§ EXERCISE REQUIREMENTS:
When the line containing "Benchmark execution harness." is reached, include it and end there; set down verbatim every line before it, starting at the top of the records.

Extracted data entries

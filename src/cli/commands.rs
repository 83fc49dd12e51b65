//! CLI command definitions for perf-harness.

use std::fs;
use std::path::PathBuf;

use anyhow::Context;
use clap::Parser;
use tracing::info;

use crate::config_file::to_json_string;
use crate::runner::{
    marker, run_batch, BatchFile, ExecutionMode, HarnessConfig, JobRunner, JobSpec,
    INSTALL_ROOT_ENV,
};

/// Benchmark execution harness.
#[derive(Parser)]
#[command(name = "perf-harness")]
#[command(about = "Run benchmark jobs through SystemML launchers and record their timings")]
#[command(version)]
#[command(
    long_about = "perf-harness runs one benchmark algorithm per output directory, captures the launcher log,\nextracts the reported execution time and writes a _SUCCESS marker so finished jobs are skipped.\n\nExample usage:\n  perf-harness run --mode single-node --algorithm LinearRegression --arg=-stats= --arg \"-nvargs=X=X.mtx Y=y.mtx\" -o ./out/lr"
)]
pub struct Cli {
    /// The subcommand to execute.
    #[command(subcommand)]
    pub command: Commands,

    /// Log level (trace, debug, info, warn, error).
    #[arg(short, long, default_value = "info", global = true)]
    pub log_level: String,
}

/// Available CLI subcommands.
#[derive(clap::Subcommand)]
pub enum Commands {
    /// Run a single benchmark job.
    Run(RunArgs),

    /// Report whether output directories are already complete.
    Status(StatusArgs),

    /// Run every job listed in a JSON jobs file, in order.
    Batch(BatchArgs),
}

/// Arguments for `perf-harness run`.
#[derive(Parser, Debug)]
pub struct RunArgs {
    /// Execution mode (single-node or distributed).
    #[arg(short = 'm', long, default_value = "single-node")]
    pub mode: ExecutionMode,

    /// Algorithm name; `<ALGORITHM>.dml` is passed to the launcher.
    #[arg(short = 'a', long)]
    pub algorithm: String,

    /// Launcher argument as FLAG=VALUE, split at the first '='. Repeatable, order is kept.
    #[arg(long = "arg", value_name = "FLAG=VALUE", allow_hyphen_values = true)]
    pub args: Vec<String>,

    /// Pre-rendered argument string; overrides --arg.
    #[arg(long, allow_hyphen_values = true)]
    pub nvargs: Option<String>,

    /// Output directory holding the completion marker.
    #[arg(short = 'o', long)]
    pub output: PathBuf,

    /// Installation root containing bin/ launchers.
    #[arg(long, env = INSTALL_ROOT_ENV)]
    pub home: Option<PathBuf>,
}

/// Arguments for `perf-harness status`.
#[derive(Parser, Debug)]
pub struct StatusArgs {
    /// Output directories to check.
    #[arg(required = true)]
    pub dirs: Vec<PathBuf>,
}

/// Arguments for `perf-harness batch`.
#[derive(Parser, Debug)]
pub struct BatchArgs {
    /// JSON file of the form {"jobs": [...]}.
    pub jobs_file: PathBuf,

    /// Where to write the batch summary.
    #[arg(short = 'r', long)]
    pub results: Option<PathBuf>,

    /// Installation root containing bin/ launchers.
    #[arg(long, env = INSTALL_ROOT_ENV)]
    pub home: Option<PathBuf>,
}

/// Parse CLI arguments.
pub fn parse_cli() -> Cli {
    Cli::parse()
}

/// Run the CLI by parsing arguments and executing the command.
pub async fn run() -> anyhow::Result<()> {
    run_with_cli(parse_cli()).await
}

/// Run the CLI with the parsed arguments.
pub async fn run_with_cli(cli: Cli) -> anyhow::Result<()> {
    match cli.command {
        Commands::Run(args) => run_job_command(args).await,
        Commands::Status(args) => run_status_command(args),
        Commands::Batch(args) => run_batch_command(args).await,
    }
}

async fn run_job_command(args: RunArgs) -> anyhow::Result<()> {
    let runner = JobRunner::new(HarnessConfig::resolve(args.home.clone())?);
    let job = build_job(&args)?;

    fs::create_dir_all(&job.output_directory).with_context(|| {
        format!("Failed to create output directory {}", job.output_directory.display())
    })?;

    let result = runner.run(&job).await?;
    println!("{}", to_json_string(&result)?);
    Ok(())
}

fn run_status_command(args: StatusArgs) -> anyhow::Result<()> {
    for dir in &args.dirs {
        let state = if marker::exists(dir) { "done" } else { "pending" };
        println!("{}\t{}", state, dir.display());
    }
    Ok(())
}

async fn run_batch_command(args: BatchArgs) -> anyhow::Result<()> {
    let runner = JobRunner::new(HarnessConfig::resolve(args.home)?);
    let batch = BatchFile::load(&args.jobs_file)?;
    info!(
        "Loaded {} jobs from {}",
        batch.jobs.len(),
        args.jobs_file.display()
    );

    let summary = run_batch(&runner, &batch.jobs).await?;

    for result in &summary.results {
        println!(
            "{}\t{}\t{}",
            result.algorithm,
            result.status,
            result.time_display()
        );
    }

    if let Some(path) = args.results {
        summary.save(&path)?;
        info!("Wrote batch summary to {}", path.display());
    }
    Ok(())
}

/// Builds a job from `run` arguments.
fn build_job(args: &RunArgs) -> anyhow::Result<JobSpec> {
    let mut job = JobSpec::new(args.mode, &args.algorithm, &args.output);

    if let Some(raw) = &args.nvargs {
        return Ok(job.with_raw_args(raw));
    }

    for arg in &args.args {
        let (flag, value) = parse_flag_value(arg)?;
        job = job.with_arg(flag, value);
    }
    Ok(job)
}

/// Splits `FLAG=VALUE` at the first '='. A bare `FLAG` gets an empty value.
fn parse_flag_value(raw: &str) -> anyhow::Result<(String, String)> {
    let (flag, value) = raw.split_once('=').unwrap_or((raw, ""));
    if flag.is_empty() {
        anyhow::bail!("Invalid launcher argument '{}': empty flag", raw);
    }
    Ok((flag.to_string(), value.to_string()))
}

#[cfg(test)]
mod tests {
    use super::*;
    use crate::runner::JobArgs;

    #[test]
    fn test_parse_flag_value() {
        assert_eq!(
            parse_flag_value("-nvargs=X=x.mtx").unwrap(),
            ("-nvargs".to_string(), "X=x.mtx".to_string())
        );
        assert_eq!(
            parse_flag_value("-stats").unwrap(),
            ("-stats".to_string(), String::new())
        );
        assert!(parse_flag_value("=value").is_err());
    }

    #[test]
    fn test_cli_run_parsing() {
        let cli = Cli::try_parse_from([
            "perf-harness",
            "run",
            "--mode",
            "single-node",
            "--algorithm",
            "LinearRegression",
            "--arg",
            "-stats=",
            "--arg",
            "-nvargs=rows=100",
            "-o",
            "/tmp/out",
            "--home",
            "/opt/systemml",
        ])
        .unwrap();

        let Commands::Run(args) = cli.command else {
            panic!("expected run command");
        };
        assert_eq!(args.mode, ExecutionMode::SingleNode);

        let job = build_job(&args).unwrap();
        assert_eq!(job.arguments.render(), "-stats -nvargs rows=100");
        assert_eq!(job.output_directory, PathBuf::from("/tmp/out"));
    }

    #[test]
    fn test_nvargs_overrides_pairs() {
        let cli = Cli::try_parse_from([
            "perf-harness",
            "run",
            "-m",
            "distributed",
            "-a",
            "Kmeans",
            "--arg",
            "-stats=",
            "--nvargs",
            "k=5",
            "-o",
            "out",
        ])
        .unwrap();

        let Commands::Run(args) = cli.command else {
            panic!("expected run command");
        };
        let job = build_job(&args).unwrap();
        assert_eq!(job.execution_mode, ExecutionMode::Distributed);
        assert_eq!(job.arguments, JobArgs::Opaque("k=5".to_string()));
    }

    #[test]
    fn test_status_requires_dirs() {
        assert!(Cli::try_parse_from(["perf-harness", "status"]).is_err());
        assert!(Cli::try_parse_from(["perf-harness", "status", "a", "b"]).is_ok());
    }
}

§ ANSWER AREA:
filename src/cli/commands.rs
repository 83fc49dd12e51b65
//! CLI command definitions for perf-harness.

use std::fs;
use std::path::PathBuf;

use anyhow::Context;
use clap::Parser;
use tracing::info;

use crate::config_file::to_json_string;
use crate::runner::{
    marker, run_batch, BatchFile, ExecutionMode, HarnessConfig, JobRunner, JobSpec,
    INSTALL_ROOT_ENV,
};

/// Benchmark execution harness.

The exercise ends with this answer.